Work request - In the entries that follow, the lines from the one with "let data = &self.buffer[0..self.max_data_length" through the one with "set fragments are" are the ones to write out, exactly and with both ends included. Nothing else should appear.

Data -
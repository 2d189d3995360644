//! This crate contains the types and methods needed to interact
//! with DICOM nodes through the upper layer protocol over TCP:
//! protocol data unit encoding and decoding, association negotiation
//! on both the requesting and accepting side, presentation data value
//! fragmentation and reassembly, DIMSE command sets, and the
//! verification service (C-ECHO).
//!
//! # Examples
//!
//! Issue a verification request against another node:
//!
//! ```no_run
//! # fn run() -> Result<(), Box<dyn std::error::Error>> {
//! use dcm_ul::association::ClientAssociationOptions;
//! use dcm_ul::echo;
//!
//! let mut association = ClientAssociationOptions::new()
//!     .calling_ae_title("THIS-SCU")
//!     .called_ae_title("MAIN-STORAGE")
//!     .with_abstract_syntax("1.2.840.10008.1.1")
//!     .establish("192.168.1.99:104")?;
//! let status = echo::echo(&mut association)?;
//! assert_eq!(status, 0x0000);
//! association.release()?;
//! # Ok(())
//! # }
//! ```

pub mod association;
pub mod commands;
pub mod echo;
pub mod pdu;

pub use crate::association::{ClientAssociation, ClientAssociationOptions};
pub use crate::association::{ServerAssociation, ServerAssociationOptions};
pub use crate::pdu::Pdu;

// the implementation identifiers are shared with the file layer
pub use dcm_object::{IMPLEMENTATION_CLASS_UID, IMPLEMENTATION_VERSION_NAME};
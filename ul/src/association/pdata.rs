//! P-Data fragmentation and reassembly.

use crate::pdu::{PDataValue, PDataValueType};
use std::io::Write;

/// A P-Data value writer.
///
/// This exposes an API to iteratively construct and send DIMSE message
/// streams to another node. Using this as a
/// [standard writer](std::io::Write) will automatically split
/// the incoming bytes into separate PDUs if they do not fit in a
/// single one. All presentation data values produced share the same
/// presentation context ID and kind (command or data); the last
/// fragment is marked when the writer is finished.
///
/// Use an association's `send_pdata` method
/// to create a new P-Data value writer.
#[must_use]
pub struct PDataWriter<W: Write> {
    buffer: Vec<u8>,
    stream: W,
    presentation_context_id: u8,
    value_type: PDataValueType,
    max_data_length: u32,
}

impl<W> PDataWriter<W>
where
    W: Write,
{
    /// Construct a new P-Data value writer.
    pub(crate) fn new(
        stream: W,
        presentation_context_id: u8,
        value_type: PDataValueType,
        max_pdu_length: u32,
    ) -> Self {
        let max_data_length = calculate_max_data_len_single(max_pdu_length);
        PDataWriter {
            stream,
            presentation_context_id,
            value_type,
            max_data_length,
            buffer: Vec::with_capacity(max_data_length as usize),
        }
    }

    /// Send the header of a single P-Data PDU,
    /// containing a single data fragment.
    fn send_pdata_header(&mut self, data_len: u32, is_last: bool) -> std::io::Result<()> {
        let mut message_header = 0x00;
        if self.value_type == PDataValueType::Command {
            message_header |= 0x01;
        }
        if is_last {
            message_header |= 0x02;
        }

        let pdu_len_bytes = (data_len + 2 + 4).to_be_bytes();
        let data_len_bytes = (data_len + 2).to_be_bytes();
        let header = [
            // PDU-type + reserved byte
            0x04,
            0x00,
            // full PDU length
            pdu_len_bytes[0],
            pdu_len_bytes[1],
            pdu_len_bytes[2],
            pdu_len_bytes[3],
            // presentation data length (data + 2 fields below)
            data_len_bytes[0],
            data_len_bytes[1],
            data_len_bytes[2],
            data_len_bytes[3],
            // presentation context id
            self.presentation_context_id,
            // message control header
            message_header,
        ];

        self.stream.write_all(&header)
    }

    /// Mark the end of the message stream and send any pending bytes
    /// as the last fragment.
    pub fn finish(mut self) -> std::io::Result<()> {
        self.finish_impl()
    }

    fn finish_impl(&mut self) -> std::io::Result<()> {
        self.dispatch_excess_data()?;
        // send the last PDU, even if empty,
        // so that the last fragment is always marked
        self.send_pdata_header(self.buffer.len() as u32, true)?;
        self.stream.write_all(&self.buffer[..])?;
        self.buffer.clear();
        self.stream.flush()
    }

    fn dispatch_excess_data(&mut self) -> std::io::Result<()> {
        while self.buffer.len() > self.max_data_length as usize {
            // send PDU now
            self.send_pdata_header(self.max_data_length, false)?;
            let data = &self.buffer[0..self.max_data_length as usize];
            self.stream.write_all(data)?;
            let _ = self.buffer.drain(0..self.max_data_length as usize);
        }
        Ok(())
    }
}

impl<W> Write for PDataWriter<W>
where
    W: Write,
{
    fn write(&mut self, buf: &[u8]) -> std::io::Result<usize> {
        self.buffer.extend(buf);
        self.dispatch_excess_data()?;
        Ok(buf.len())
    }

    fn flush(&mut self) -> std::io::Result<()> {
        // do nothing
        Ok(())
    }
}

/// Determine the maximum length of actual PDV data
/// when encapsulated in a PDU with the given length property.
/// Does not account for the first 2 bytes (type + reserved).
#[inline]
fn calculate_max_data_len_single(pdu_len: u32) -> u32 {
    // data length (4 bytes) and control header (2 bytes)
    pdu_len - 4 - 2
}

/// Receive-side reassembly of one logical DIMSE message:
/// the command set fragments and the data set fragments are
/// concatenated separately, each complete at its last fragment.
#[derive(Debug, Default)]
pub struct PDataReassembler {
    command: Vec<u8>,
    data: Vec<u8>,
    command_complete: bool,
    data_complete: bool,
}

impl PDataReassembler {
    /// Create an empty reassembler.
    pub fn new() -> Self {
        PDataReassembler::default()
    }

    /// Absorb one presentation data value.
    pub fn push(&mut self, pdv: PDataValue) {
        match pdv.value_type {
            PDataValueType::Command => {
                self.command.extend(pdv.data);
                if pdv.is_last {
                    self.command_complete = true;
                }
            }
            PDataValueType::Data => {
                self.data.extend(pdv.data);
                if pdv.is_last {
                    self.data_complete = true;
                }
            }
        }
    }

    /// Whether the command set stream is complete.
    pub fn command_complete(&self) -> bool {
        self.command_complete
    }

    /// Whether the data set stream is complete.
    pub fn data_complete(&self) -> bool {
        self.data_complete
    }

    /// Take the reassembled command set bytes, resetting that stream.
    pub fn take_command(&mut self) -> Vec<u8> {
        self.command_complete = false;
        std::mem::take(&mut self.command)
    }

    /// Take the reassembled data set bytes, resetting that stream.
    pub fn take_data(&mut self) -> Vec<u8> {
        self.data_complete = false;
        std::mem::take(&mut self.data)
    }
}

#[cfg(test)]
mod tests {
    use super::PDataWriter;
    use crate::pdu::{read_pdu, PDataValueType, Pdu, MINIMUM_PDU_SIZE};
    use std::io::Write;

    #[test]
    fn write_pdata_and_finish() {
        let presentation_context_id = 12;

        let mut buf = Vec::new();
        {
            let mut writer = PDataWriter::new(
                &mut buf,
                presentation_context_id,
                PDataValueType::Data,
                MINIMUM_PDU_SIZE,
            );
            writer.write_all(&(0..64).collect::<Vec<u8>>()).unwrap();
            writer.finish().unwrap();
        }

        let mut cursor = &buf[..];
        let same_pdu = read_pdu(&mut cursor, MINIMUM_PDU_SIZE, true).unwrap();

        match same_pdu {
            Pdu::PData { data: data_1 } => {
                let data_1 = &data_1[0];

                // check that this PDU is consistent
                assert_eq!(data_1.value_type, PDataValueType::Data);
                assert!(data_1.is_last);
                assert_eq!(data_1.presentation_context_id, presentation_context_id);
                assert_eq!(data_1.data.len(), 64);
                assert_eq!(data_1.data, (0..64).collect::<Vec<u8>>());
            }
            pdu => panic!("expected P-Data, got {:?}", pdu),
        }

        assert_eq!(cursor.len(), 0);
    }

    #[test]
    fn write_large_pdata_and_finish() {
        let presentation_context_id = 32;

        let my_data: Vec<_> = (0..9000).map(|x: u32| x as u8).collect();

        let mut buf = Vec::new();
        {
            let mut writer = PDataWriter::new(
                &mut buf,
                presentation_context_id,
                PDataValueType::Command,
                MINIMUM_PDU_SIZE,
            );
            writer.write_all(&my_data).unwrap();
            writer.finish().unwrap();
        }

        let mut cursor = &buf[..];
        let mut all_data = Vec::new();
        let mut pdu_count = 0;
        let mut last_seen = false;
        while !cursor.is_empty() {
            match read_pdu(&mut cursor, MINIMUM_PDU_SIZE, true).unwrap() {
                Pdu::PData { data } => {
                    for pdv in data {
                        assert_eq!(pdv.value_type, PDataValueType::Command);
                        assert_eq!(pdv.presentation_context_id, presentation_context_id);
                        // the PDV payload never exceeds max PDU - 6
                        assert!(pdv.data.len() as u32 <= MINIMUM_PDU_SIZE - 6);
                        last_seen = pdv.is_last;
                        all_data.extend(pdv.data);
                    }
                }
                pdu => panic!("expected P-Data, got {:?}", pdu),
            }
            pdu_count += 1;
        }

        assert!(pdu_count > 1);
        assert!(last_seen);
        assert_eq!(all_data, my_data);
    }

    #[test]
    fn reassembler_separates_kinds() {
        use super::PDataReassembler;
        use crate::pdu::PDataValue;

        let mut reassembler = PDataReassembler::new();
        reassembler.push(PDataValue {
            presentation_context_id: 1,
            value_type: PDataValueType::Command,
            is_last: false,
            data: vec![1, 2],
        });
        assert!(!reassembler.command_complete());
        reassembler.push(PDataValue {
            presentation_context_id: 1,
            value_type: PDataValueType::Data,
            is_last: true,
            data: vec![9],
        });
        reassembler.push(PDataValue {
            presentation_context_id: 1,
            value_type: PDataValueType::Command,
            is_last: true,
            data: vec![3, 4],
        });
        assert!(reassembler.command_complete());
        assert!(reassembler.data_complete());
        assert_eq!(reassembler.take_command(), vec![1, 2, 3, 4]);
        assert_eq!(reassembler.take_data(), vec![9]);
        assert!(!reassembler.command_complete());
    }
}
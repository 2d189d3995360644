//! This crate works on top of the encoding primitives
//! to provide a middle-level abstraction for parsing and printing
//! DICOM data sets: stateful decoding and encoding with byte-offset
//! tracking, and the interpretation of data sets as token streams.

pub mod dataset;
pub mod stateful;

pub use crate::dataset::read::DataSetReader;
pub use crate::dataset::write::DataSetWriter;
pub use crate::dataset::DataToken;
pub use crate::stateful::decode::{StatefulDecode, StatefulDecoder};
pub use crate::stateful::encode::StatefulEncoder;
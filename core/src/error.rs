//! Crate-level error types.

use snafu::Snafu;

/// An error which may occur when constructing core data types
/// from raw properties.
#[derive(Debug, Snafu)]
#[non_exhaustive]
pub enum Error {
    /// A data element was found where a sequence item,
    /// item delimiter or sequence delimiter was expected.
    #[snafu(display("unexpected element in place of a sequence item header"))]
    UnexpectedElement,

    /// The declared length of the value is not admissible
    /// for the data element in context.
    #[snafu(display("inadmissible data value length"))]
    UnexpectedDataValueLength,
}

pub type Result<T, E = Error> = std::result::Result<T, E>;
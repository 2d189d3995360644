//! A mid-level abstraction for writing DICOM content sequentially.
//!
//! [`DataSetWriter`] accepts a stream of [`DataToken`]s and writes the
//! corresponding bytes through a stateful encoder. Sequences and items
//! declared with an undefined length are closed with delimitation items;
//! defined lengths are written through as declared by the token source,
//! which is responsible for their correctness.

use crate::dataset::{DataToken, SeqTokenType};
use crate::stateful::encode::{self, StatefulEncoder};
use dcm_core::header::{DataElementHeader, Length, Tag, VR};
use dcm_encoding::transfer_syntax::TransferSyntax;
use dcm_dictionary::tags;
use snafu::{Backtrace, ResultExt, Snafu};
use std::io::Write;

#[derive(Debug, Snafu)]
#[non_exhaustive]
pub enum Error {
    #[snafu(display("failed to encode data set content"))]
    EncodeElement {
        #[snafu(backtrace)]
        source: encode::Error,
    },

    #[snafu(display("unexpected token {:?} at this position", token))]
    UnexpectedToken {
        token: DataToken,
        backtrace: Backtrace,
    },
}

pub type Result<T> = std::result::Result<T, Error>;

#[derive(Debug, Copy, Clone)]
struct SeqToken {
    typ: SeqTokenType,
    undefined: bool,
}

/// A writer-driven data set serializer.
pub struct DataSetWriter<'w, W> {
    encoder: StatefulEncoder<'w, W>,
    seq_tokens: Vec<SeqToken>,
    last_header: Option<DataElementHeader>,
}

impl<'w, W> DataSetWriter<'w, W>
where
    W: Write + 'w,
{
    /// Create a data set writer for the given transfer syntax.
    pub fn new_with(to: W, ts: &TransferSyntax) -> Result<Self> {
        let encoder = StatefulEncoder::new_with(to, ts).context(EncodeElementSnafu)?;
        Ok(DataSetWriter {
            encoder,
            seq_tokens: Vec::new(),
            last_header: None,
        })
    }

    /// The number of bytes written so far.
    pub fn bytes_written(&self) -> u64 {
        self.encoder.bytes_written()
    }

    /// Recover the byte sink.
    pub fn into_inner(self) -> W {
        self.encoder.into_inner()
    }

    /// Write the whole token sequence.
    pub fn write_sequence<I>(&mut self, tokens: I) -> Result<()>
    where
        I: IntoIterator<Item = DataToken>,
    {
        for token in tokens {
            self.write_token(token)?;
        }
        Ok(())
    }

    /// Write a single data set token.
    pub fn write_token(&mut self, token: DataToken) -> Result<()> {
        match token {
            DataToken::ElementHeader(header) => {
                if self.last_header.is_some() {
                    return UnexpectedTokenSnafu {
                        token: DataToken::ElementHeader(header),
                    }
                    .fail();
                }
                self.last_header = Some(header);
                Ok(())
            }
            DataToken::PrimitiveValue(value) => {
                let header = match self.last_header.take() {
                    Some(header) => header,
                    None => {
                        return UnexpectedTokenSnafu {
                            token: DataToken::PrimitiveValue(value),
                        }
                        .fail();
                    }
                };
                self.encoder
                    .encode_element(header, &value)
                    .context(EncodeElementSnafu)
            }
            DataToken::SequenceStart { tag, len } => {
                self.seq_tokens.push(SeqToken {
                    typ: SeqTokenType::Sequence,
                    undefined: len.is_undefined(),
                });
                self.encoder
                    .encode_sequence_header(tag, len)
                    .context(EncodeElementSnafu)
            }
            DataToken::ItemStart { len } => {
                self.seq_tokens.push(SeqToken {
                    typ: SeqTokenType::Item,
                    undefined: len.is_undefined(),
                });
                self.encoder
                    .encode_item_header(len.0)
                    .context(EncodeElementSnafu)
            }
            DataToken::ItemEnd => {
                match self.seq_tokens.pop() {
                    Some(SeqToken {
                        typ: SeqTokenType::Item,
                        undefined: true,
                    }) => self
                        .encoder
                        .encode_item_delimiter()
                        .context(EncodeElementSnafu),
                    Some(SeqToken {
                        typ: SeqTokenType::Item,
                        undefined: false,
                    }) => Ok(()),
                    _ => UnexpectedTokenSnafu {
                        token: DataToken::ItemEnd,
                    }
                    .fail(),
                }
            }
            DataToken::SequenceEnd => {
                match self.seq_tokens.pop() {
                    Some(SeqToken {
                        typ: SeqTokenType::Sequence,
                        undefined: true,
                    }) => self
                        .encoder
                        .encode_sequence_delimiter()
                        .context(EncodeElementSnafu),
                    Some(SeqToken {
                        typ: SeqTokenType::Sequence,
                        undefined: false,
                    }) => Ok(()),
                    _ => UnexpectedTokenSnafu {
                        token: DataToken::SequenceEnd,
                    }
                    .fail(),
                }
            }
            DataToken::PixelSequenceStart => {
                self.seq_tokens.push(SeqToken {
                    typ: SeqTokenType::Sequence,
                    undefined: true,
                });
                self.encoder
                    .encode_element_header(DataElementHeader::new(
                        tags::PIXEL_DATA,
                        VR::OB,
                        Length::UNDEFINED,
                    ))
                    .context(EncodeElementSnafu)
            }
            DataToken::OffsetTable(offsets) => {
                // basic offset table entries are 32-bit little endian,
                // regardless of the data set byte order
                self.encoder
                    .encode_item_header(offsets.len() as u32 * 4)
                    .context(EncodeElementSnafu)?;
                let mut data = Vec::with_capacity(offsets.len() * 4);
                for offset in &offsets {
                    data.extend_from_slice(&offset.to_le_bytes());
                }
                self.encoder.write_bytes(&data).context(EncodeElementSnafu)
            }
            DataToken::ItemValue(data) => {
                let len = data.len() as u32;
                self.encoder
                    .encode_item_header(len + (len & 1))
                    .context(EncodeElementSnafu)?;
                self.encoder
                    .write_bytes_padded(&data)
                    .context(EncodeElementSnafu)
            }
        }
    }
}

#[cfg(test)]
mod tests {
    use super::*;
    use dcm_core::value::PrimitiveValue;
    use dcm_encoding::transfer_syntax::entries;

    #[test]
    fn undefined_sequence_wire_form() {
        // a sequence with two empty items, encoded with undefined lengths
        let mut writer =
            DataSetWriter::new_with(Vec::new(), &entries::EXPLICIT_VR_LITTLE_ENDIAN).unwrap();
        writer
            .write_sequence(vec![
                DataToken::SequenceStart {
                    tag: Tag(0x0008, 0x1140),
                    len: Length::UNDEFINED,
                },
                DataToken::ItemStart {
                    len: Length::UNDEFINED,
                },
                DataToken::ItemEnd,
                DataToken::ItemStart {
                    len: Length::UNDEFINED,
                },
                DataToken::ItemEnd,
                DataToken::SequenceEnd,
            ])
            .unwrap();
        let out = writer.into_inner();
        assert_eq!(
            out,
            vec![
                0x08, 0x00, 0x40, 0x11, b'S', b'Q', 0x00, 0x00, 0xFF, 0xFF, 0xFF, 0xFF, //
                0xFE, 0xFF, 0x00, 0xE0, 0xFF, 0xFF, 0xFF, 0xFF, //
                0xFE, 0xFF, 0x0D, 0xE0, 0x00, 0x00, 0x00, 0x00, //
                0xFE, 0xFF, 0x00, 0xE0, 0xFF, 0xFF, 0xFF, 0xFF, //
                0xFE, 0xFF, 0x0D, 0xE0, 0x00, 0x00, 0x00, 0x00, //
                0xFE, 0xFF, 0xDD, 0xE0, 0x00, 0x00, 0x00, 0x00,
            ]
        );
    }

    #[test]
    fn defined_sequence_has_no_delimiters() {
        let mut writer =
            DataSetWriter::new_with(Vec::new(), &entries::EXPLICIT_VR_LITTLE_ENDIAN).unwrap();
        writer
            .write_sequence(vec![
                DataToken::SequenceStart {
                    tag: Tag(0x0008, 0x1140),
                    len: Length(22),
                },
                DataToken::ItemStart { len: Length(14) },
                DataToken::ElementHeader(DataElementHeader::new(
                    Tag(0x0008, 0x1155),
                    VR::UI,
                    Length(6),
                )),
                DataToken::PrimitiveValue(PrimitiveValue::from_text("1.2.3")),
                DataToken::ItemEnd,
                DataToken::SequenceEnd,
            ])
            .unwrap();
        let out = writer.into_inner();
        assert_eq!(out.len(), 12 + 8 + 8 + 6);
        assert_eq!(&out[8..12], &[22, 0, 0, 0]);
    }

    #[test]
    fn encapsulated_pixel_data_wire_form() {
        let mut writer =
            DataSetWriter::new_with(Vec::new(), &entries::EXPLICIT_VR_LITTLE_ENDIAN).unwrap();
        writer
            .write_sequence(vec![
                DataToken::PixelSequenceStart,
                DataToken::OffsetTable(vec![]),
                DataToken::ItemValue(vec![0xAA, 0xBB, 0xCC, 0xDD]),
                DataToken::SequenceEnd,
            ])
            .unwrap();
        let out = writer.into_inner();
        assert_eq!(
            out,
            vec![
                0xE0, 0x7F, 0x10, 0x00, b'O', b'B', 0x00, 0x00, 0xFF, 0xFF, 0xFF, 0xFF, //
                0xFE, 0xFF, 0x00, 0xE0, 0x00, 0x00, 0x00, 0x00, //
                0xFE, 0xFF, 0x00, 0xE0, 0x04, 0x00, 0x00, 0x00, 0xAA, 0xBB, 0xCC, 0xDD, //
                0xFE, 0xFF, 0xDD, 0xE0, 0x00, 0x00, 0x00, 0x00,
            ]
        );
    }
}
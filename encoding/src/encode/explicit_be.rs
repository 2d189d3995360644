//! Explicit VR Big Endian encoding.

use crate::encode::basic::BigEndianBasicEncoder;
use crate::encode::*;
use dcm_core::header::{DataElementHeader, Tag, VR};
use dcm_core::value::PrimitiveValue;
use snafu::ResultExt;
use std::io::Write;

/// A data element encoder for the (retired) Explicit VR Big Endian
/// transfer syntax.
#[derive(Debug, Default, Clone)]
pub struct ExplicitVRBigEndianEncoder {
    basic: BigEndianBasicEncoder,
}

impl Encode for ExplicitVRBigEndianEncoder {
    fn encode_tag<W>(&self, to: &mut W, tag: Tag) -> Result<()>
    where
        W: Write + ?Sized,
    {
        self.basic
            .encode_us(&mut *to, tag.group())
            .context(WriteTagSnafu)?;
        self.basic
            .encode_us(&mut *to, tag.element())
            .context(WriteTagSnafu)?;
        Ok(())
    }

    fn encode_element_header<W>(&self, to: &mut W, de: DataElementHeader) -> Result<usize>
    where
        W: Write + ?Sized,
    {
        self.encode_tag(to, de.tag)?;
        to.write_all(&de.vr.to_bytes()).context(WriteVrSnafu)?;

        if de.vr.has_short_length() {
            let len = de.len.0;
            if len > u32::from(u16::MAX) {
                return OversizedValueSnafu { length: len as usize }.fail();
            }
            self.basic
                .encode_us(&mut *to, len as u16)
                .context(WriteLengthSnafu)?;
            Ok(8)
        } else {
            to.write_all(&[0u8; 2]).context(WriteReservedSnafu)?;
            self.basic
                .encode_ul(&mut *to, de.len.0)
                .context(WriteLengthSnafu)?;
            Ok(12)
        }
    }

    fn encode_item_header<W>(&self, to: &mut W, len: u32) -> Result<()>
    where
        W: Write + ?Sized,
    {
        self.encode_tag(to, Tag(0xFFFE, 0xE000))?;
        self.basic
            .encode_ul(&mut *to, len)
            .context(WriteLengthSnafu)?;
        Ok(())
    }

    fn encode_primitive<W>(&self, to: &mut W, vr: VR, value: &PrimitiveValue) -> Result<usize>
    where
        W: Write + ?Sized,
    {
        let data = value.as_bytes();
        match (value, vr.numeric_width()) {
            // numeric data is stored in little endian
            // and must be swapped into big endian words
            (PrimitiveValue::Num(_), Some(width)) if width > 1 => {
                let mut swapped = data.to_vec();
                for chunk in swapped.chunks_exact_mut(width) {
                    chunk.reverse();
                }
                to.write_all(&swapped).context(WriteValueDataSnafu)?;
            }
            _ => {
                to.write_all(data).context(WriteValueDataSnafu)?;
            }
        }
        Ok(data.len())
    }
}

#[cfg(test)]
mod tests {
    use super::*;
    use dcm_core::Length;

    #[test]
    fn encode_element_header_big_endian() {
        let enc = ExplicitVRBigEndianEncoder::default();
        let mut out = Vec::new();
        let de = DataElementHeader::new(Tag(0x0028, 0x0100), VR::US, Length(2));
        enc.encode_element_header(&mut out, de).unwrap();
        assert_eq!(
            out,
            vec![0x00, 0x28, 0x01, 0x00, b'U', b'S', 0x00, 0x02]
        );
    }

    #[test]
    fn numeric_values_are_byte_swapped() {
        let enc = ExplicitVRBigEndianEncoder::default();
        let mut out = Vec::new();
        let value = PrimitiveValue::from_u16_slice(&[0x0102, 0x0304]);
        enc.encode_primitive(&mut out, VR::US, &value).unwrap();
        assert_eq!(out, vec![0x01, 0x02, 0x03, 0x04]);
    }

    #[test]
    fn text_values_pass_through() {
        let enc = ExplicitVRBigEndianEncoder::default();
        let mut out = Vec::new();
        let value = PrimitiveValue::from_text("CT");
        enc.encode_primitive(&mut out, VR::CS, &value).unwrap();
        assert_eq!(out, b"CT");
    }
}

Finished exercise -
            let data = &self.buffer[0..self.max_data_length as usize];
            self.stream.write_all(data)?;
            let _ = self.buffer.drain(0..self.max_data_length as usize);
        }
        Ok(())
    }
}

impl<W> Write for PDataWriter<W>
where
    W: Write,
{
    fn write(&mut self, buf: &[u8]) -> std::io::Result<usize> {
        self.buffer.extend(buf);
        self.dispatch_excess_data()?;
        Ok(buf.len())
    }

    fn flush(&mut self) -> std::io::Result<()> {
        // do nothing
        Ok(())
    }
}

/// Determine the maximum length of actual PDV data
/// when encapsulated in a PDU with the given length property.
/// Does not account for the first 2 bytes (type + reserved).
#[inline]
fn calculate_max_data_len_single(pdu_len: u32) -> u32 {
    // data length (4 bytes) and control header (2 bytes)
    pdu_len - 4 - 2
}

/// Receive-side reassembly of one logical DIMSE message:
/// the command set fragments and the data set fragments are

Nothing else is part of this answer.